• _Task objective_
The response must consist of the complete listing below, reproduced without alteration.
*** Block opens ***
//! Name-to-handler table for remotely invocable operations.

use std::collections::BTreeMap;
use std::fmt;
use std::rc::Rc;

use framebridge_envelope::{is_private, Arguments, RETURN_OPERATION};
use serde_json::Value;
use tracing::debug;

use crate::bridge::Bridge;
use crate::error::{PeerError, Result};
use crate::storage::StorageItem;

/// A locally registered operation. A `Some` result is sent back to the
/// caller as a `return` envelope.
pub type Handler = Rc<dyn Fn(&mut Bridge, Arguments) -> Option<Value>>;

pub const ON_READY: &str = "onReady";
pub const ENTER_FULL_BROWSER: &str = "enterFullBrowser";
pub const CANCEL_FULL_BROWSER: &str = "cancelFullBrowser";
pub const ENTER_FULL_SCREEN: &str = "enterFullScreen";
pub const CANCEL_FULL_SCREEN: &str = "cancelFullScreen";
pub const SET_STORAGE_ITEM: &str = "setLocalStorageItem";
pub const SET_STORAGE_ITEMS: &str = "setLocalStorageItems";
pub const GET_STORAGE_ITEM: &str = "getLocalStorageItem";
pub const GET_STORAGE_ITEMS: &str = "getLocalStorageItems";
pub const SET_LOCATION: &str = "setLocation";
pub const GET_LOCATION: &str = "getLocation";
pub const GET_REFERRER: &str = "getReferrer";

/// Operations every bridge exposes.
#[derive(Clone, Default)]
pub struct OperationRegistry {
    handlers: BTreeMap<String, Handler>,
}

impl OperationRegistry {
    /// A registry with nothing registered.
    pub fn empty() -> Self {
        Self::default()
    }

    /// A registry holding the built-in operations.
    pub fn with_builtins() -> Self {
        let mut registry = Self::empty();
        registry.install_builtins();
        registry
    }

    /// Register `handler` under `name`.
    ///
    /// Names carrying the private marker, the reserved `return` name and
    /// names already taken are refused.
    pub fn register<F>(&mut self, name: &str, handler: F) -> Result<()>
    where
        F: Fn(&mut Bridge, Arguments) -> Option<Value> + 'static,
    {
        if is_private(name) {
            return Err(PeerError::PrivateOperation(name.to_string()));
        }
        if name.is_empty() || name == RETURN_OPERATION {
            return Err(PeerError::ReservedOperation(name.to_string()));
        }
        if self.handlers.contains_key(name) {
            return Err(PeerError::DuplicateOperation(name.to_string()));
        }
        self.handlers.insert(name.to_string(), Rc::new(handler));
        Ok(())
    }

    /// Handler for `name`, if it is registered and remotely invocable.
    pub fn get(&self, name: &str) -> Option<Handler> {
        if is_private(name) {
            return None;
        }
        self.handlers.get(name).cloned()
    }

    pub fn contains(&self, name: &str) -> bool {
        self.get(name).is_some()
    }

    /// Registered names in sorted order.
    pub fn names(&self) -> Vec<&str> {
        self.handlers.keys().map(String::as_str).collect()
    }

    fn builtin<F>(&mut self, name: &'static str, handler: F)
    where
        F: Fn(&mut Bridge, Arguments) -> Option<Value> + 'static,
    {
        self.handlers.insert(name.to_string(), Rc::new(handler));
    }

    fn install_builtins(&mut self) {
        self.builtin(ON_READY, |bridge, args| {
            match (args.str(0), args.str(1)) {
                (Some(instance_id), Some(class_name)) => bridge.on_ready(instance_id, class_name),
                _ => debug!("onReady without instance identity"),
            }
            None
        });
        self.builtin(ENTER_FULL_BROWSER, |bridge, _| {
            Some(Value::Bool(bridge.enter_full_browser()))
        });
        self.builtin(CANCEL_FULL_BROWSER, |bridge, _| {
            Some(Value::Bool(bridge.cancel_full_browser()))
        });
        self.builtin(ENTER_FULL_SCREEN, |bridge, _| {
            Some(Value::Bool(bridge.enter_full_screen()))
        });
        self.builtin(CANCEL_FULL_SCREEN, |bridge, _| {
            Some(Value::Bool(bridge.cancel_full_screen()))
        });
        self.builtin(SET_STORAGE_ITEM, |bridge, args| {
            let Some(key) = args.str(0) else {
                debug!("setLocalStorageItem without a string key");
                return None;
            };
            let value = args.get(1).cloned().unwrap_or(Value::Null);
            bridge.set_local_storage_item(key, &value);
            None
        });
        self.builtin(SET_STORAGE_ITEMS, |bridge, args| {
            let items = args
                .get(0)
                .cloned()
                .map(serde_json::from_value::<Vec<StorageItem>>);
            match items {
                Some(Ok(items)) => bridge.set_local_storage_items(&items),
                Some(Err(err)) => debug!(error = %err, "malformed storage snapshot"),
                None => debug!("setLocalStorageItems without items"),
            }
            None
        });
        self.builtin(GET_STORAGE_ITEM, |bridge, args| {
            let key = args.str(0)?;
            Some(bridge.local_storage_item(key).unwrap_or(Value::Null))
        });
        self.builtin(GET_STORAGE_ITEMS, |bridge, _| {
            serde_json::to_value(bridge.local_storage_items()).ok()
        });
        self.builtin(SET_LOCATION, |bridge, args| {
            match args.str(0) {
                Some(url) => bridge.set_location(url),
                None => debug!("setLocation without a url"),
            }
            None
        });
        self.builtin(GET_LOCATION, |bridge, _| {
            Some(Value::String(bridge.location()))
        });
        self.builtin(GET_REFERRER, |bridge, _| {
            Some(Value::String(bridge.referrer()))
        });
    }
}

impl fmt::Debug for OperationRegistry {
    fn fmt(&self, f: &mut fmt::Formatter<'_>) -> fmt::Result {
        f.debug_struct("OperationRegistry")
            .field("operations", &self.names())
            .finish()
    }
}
*** Block closes ***
• _Exercise output_
//! Name-to-handler table for remotely invocable operations.

use std::collections::BTreeMap;
use std::fmt;
use std::rc::Rc;

use framebridge_envelope::{is_private, Arguments, RETURN_OPERATION};
use serde_json::Value;
use tracing::debug;

use crate::bridge::Bridge;
use crate::error::{PeerError, Result};
use crate::storage::StorageItem;

/// A locally registered operation. A `Some` result is sent back to the
/// caller as a `return` envelope.
pub type Handler = Rc<dyn Fn(&mut Bridge, Arguments) -> Option<Value>>;

pub const ON_READY: &str = "onReady";
pub const ENTER_FULL_BROWSER: &str = "enterFullBrowser";
pub const CANCEL_FULL_BROWSER: &str = "cancelFullBrowser";
pub const ENTER_FULL_SCREEN: &str = "enterFullScreen";
pub const CANCEL_FULL_SCREEN: &str = "cancelFullScreen";
pub const SET_STORAGE_ITEM: &str = "setLocalStorageItem";
pub const SET_STORAGE_ITEMS: &str = "setLocalStorageItems";
pub const GET_STORAGE_ITEM: &str = "getLocalStorageItem";
pub const GET_STORAGE_ITEMS: &str = "getLocalStorageItems";
pub const SET_LOCATION: &str = "setLocation";
pub const GET_LOCATION: &str = "getLocation";
pub const GET_REFERRER: &str = "getReferrer";

/// Operations every bridge exposes.
#[derive(Clone, Default)]
pub struct OperationRegistry {
    handlers: BTreeMap<String, Handler>,
}

impl OperationRegistry {
    /// A registry with nothing registered.
    pub fn empty() -> Self {
        Self::default()
    }

    /// A registry holding the built-in operations.
    pub fn with_builtins() -> Self {
        let mut registry = Self::empty();
        registry.install_builtins();
        registry
    }

    /// Register `handler` under `name`.
    ///
    /// Names carrying the private marker, the reserved `return` name and
    /// names already taken are refused.
    pub fn register<F>(&mut self, name: &str, handler: F) -> Result<()>
    where
        F: Fn(&mut Bridge, Arguments) -> Option<Value> + 'static,
    {
        if is_private(name) {
            return Err(PeerError::PrivateOperation(name.to_string()));
        }
        if name.is_empty() || name == RETURN_OPERATION {
            return Err(PeerError::ReservedOperation(name.to_string()));
        }
        if self.handlers.contains_key(name) {
            return Err(PeerError::DuplicateOperation(name.to_string()));
        }
        self.handlers.insert(name.to_string(), Rc::new(handler));
        Ok(())
    }

    /// Handler for `name`, if it is registered and remotely invocable.
    pub fn get(&self, name: &str) -> Option<Handler> {
        if is_private(name) {
            return None;
        }
        self.handlers.get(name).cloned()
    }

    pub fn contains(&self, name: &str) -> bool {
        self.get(name).is_some()
    }

    /// Registered names in sorted order.
    pub fn names(&self) -> Vec<&str> {
        self.handlers.keys().map(String::as_str).collect()
    }

    fn builtin<F>(&mut self, name: &'static str, handler: F)
    where
        F: Fn(&mut Bridge, Arguments) -> Option<Value> + 'static,
    {
        self.handlers.insert(name.to_string(), Rc::new(handler));
    }

    fn install_builtins(&mut self) {
        self.builtin(ON_READY, |bridge, args| {
            match (args.str(0), args.str(1)) {
                (Some(instance_id), Some(class_name)) => bridge.on_ready(instance_id, class_name),
                _ => debug!("onReady without instance identity"),
            }
            None
        });
        self.builtin(ENTER_FULL_BROWSER, |bridge, _| {
            Some(Value::Bool(bridge.enter_full_browser()))
        });
        self.builtin(CANCEL_FULL_BROWSER, |bridge, _| {
            Some(Value::Bool(bridge.cancel_full_browser()))
        });
        self.builtin(ENTER_FULL_SCREEN, |bridge, _| {
            Some(Value::Bool(bridge.enter_full_screen()))
        });
        self.builtin(CANCEL_FULL_SCREEN, |bridge, _| {
            Some(Value::Bool(bridge.cancel_full_screen()))
        });
        self.builtin(SET_STORAGE_ITEM, |bridge, args| {
            let Some(key) = args.str(0) else {
                debug!("setLocalStorageItem without a string key");
                return None;
            };
            let value = args.get(1).cloned().unwrap_or(Value::Null);
            bridge.set_local_storage_item(key, &value);
            None
        });
        self.builtin(SET_STORAGE_ITEMS, |bridge, args| {
            let items = args
                .get(0)
                .cloned()
                .map(serde_json::from_value::<Vec<StorageItem>>);
            match items {
                Some(Ok(items)) => bridge.set_local_storage_items(&items),
                Some(Err(err)) => debug!(error = %err, "malformed storage snapshot"),
                None => debug!("setLocalStorageItems without items"),
            }
            None
        });
        self.builtin(GET_STORAGE_ITEM, |bridge, args| {
            let key = args.str(0)?;
            Some(bridge.local_storage_item(key).unwrap_or(Value::Null))
        });
        self.builtin(GET_STORAGE_ITEMS, |bridge, _| {
            serde_json::to_value(bridge.local_storage_items()).ok()
        });
        self.builtin(SET_LOCATION, |bridge, args| {
            match args.str(0) {
                Some(url) => bridge.set_location(url),
                None => debug!("setLocation without a url"),
            }
            None
        });
        self.builtin(GET_LOCATION, |bridge, _| {
            Some(Value::String(bridge.location()))
        });
        self.builtin(GET_REFERRER, |bridge, _| {
            Some(Value::String(bridge.referrer()))
        });
    }
}

impl fmt::Debug for OperationRegistry {
    fn fmt(&self, f: &mut fmt::Formatter<'_>) -> fmt::Result {
        f.debug_struct("OperationRegistry")
            .field("operations", &self.names())
            .finish()
    }
}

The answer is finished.